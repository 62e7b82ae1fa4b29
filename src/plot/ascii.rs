//! ASCII/Unicode bar charts for terminal output.
//!
//! This is intentionally "dumb" (one bar per period), optimized for:
//! - quick visual sanity checks in a terminal
//! - deterministic output (helpful for golden tests)

use clap::ValueEnum;

use crate::domain::PeriodSummary;

/// Which per-period value to chart.
#[derive(Debug, Clone, Copy, PartialEq, Eq, ValueEnum)]
pub enum Metric {
    Sales,
    #[value(name = "sqm")]
    TradedSqm,
}

impl Metric {
    pub fn title(self) -> &'static str {
        match self {
            Metric::Sales => "Number of sales",
            Metric::TradedSqm => "Total sqm traded",
        }
    }

    pub fn value(self, s: &PeriodSummary) -> f64 {
        match self {
            Metric::Sales => s.sale_count as f64,
            Metric::TradedSqm => s.total_surface_sqm,
        }
    }
}

/// Render one horizontal bar per period, scaled so the largest value spans `width`.
pub fn render_bar_chart(summaries: &[PeriodSummary], metric: Metric, width: usize) -> String {
    let mut out = format!("{}\n", metric.title());
    if summaries.is_empty() {
        out.push_str("(no data)\n");
        return out;
    }

    let width = width.max(1);
    let max = summaries
        .iter()
        .map(|s| metric.value(s))
        .filter(|v| v.is_finite())
        .fold(0.0_f64, f64::max);
    let label_width = summaries.iter().map(|s| s.period_label.len()).max().unwrap_or(4);

    for s in summaries {
        let value = metric.value(s);
        let bar_len = if max > 0.0 && value.is_finite() {
            ((value / max) * width as f64).round() as usize
        } else {
            0
        };
        let line = format!(
            "{:<label_width$} │{} {}",
            s.period_label,
            "█".repeat(bar_len),
            fmt_value(value, metric)
        );
        out.push_str(&line);
        out.push('\n');
    }
    out
}

fn fmt_value(v: f64, metric: Metric) -> String {
    match metric {
        Metric::Sales => format!("{v:.0}"),
        Metric::TradedSqm => format!("{v:.1}"),
    }
}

◆ ◆ ◆

▸ About this exercise
All that is wanted is an exact copy of the lines above from the one with "filename src/plot/ascii.rs" through the one with "pub fn title(self)", with both ends included.

▸ Solution to this exercise
filename src/plot/ascii.rs
//! ASCII/Unicode bar charts for terminal output.
//!
//! This is intentionally "dumb" (one bar per period), optimized for:
//! - quick visual sanity checks in a terminal
//! - deterministic output (helpful for golden tests)

use clap::ValueEnum;

use crate::domain::PeriodSummary;

/// Which per-period value to chart.
#[derive(Debug, Clone, Copy, PartialEq, Eq, ValueEnum)]
pub enum Metric {
    Sales,
    #[value(name = "sqm")]
    TradedSqm,
}

impl Metric {
    pub fn title(self) -> &'static str {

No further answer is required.